WORK TO COMPLETE: All lines below containing the string "replace" are to be copied.

RECORDS SHOWN:
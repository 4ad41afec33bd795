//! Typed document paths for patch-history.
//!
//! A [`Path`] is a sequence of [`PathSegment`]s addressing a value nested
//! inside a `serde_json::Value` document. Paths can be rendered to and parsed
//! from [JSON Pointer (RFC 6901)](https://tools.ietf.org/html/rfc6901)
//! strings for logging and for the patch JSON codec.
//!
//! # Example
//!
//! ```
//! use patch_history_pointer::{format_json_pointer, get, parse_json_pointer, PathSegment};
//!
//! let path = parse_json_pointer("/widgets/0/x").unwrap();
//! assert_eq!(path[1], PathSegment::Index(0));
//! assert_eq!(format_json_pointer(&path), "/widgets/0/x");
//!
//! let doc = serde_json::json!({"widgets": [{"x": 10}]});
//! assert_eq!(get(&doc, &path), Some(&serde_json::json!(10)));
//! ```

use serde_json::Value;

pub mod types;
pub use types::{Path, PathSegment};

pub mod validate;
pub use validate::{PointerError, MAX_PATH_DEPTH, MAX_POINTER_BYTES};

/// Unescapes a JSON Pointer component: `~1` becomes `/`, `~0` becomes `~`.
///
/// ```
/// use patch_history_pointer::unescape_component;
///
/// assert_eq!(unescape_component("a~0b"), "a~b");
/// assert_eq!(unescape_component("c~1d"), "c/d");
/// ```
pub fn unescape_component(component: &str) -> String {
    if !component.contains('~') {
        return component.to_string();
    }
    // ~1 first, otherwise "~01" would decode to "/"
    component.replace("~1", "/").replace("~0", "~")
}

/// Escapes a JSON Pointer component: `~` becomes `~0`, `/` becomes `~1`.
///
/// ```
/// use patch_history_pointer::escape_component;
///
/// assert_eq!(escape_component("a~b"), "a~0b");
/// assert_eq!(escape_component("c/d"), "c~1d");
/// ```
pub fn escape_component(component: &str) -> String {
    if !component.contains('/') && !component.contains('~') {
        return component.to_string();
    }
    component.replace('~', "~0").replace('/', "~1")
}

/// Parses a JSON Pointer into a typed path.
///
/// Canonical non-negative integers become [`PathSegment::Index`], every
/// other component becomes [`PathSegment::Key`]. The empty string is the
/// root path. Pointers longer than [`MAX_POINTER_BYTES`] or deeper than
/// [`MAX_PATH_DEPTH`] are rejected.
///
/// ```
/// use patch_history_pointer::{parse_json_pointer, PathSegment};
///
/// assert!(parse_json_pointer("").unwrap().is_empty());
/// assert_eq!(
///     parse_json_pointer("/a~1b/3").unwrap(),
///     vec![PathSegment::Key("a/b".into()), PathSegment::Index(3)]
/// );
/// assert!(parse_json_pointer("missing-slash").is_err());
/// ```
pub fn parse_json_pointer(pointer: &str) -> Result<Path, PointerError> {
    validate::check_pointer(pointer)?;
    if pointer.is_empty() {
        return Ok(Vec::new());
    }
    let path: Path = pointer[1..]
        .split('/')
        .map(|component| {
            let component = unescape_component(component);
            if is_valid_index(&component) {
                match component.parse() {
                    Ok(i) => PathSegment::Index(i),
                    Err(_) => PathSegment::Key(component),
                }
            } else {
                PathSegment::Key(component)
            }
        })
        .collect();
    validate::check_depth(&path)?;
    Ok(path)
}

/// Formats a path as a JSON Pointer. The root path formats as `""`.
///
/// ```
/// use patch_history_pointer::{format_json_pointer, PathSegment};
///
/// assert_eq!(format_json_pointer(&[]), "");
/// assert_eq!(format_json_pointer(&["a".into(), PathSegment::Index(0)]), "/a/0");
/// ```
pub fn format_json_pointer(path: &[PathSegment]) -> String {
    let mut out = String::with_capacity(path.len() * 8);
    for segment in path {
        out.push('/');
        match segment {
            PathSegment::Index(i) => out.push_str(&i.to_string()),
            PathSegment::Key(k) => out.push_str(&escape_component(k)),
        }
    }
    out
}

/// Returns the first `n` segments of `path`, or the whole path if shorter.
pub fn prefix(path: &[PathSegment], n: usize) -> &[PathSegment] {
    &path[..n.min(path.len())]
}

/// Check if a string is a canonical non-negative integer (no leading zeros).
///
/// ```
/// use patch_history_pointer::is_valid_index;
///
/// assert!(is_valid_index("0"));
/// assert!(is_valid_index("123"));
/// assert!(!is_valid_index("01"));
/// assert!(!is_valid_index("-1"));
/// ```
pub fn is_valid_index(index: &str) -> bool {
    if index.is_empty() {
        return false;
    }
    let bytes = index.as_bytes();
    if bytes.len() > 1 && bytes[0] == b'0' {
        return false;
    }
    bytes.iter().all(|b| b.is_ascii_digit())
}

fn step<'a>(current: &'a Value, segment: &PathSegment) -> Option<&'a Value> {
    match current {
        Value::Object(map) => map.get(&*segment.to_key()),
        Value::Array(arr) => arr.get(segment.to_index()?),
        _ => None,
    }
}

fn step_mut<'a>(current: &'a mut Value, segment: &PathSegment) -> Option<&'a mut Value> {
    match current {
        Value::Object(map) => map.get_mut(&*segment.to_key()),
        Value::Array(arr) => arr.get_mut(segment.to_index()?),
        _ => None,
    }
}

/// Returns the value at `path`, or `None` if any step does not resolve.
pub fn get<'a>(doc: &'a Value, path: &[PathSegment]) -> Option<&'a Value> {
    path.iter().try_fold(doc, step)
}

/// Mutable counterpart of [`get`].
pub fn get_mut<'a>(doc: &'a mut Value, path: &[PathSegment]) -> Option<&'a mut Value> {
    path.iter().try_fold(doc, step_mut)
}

RESULT:
    component.replace("~1", "/").replace("~0", "~")
    component.replace('~', "~0").replace('/', "~1")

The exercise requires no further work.